The carbon iso-concentration surfaces for 1.5 at% and 6.0 at% of tips B2 and D2 are shown in Figure 3 to visualize the carbon distribution and agglomeration. The volumes enclosed by the iso-concentration surfaces are interpreted as having a low carbon content, below 1.5 at% C, and high carbon content, above 6 at% C, respectively. The B2 tip has a significant fraction of volumes with a low carbon content, while only a few very small volumes with a low carbon content are observed in D2, see Figure 3a,b. The low and high carbon volumes in B2 seem to be randomly distributed and dominantly have a bulky shape. In contrast, the high carbon volumes in D2 show clear agglomerations in two areas: 0–50 nm and around 100–200 nm. Additionally, the shape of the high carbon volumes is mostly elongated; see the area around 150 nm. The tips A1/2, B1 and C2 show a similar overall behaviour to B2 with small differences, while D1 is very similar to D2. The distribution of iso-concentration surfaces for tip C1 lies between B2 and D2 with larger high carbon volumes around 0–80 nm, while fewer and smaller volumes are observed around 80–140 nm, see Appendix B Figure A2. No significant volumes are observed for iso-concentration surfaces at 10.0 at% C in any of the samples.

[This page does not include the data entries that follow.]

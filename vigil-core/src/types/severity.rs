use serde::{Deserialize, Serialize};

/// Severity assigned to a finding, parsed from the upper-cased `risk`
/// column of an upload.
#[derive(Debug, Clone, Copy, PartialEq, Eq, Hash, PartialOrd, Ord, Serialize, Deserialize)]
#[serde(rename_all = "UPPERCASE")]
pub enum Severity {
    Critical,
    High,
    Medium,
    Low,
}

impl Severity {
    pub fn as_str(&self) -> &'static str {
        match self {
            Severity::Critical => "CRITICAL",
            Severity::High => "HIGH",
            Severity::Medium => "MEDIUM",
            Severity::Low => "LOW",
        }
    }

    pub fn parse(s: &str) -> Option<Self> {
        match s.trim().to_ascii_uppercase().as_str() {
            "CRITICAL" => Some(Severity::Critical),
            "HIGH" => Some(Severity::High),
            "MEDIUM" => Some(Severity::Medium),
            "LOW" => Some(Severity::Low),
            _ => None,
        }
    }
}

impl std::fmt::Display for Severity {
    fn fmt(&self, f: &mut std::fmt::Formatter<'_>) -> std::fmt::Result {
        f.write_str(self.as_str())
    }
}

The ‘observed’ and binomial distribution of the distance to the fifth NN of all carbon ions, C, C 2 , C 3 and C 4 , along with the difference between the curves for an ROI of B2, is shown in Figure 4a. The ‘observed’ and binomial distribution for the ROI’s average bulk carbon content have a strong overlap, but a clear deviation and shift between both curves can be seen. The ‘observed’ curve is shifted to lower distances with a maximum of around 1.0 nm and has an asymmetric peak shape with a tail towards larger distances. The maximum of the binomial distribution is around 1.1 nm.

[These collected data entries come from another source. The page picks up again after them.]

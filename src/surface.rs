//! Opaque display-surface handles.
//!
//! The policy never looks inside a surface. It needs two things: whether two
//! handles refer to the same surface, and whether a surface re-fits decoded
//! images on its own. Both are fixed when the handle is created.

use core::num::NonZeroU64;
use core::sync::atomic::{AtomicU64, Ordering};

static NEXT_SURFACE_ID: AtomicU64 = AtomicU64::new(1);

/// Process-unique surface identity.
#[derive(Copy, Clone, Debug, PartialEq, Eq, Hash, PartialOrd, Ord)]
pub struct SurfaceId(NonZeroU64);

impl SurfaceId {
    fn allocate() -> Self {
        let raw = NEXT_SURFACE_ID.fetch_add(1, Ordering::Relaxed);
        // Starts at 1 and would need 2^64 allocations to wrap.
        match NonZeroU64::new(raw) {
            Some(id) => Self(id),
            None => panic!("surface id space exhausted"),
        }
    }

    pub const fn get(self) -> u64 {
        self.0.get()
    }
}

/// What kind of surface a handle refers to.
#[derive(Copy, Clone, Debug, PartialEq, Eq, Hash)]
pub enum SurfaceKind {
    /// Specialized for decoded images; re-fits content given an approximate size.
    ImagePresenting,
    /// Any other surface. An approximate size may render visibly wrong.
    Generic,
}

/// Reference to a display surface, compared by identity.
///
/// Clones refer to the same surface. Independently created handles never
/// compare equal, even when their kinds match.
///
/// ```
/// use zensize::SurfaceHandle;
///
/// let a = SurfaceHandle::image_presenting();
/// let b = SurfaceHandle::image_presenting();
/// assert_eq!(a, a.clone());
/// assert_ne!(a, b);
/// ```
#[derive(Clone, Debug)]
pub struct SurfaceHandle {
    id: SurfaceId,
    kind: SurfaceKind,
}

impl SurfaceHandle {
    /// Register a new surface of the given kind.
    pub fn new(kind: SurfaceKind) -> Self {
        Self {
            id: SurfaceId::allocate(),
            kind,
        }
    }

    pub fn image_presenting() -> Self {
        Self::new(SurfaceKind::ImagePresenting)
    }

    pub fn generic() -> Self {
        Self::new(SurfaceKind::Generic)
    }

    pub fn id(&self) -> SurfaceId {
        self.id
    }

    pub fn kind(&self) -> SurfaceKind {
        self.kind
    }

    pub fn is_image_presenting(&self) -> bool {
        self.kind == SurfaceKind::ImagePresenting
    }

    /// Whether both handles refer to the same surface.
    pub fn is_same_surface(&self, other: &Self) -> bool {
        self.id == other.id
    }
}

impl PartialEq for SurfaceHandle {
    fn eq(&self, other: &Self) -> bool {
        self.is_same_surface(other)
    }
}

impl Eq for SurfaceHandle {}

impl core::hash::Hash for SurfaceHandle {
    fn hash<H: core::hash::Hasher>(&self, state: &mut H) {
        self.id.hash(state);
    }
}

The variation V calculated from the fifth NN distribution with Equation (1) is shown in Figure 4b for the ROI of all regions, A–D. The results are mainly split into two groups, A–C with higher variations between 0.30 and 0.55 and D with lower variations between 0.05 and 0.11. The low variations for D show that their ’observed’ distribution has a near-perfect overlap with the binomial. The exception of the two groups is C1 ROI 2, which corresponds to the 60–120 nm area of the tip, see Figure A2, with a value of around 0.21. The ROI from the same lift-out regions have a maximal scatter of 0.11 in their variation. The same trends are observed for the other orders of the NN distribution with varying absolute values.

4. Discussion

The heterogeneous martensite tetragonality distribution with regions of both low and high tetragonality for the investigated 0.74 wt% C high carbon steel can be clearly seen in the EBSD results in Figure 2 and Figure A1. The asymmetry of the martensite a 200 peak in Figure 1 is an additional indication of the heterogeneous distribution of tetragonality. The presence of high tetragonality in high-carbon martensitic steel after 2 years of RT ageing is in accordance with previous observations [6].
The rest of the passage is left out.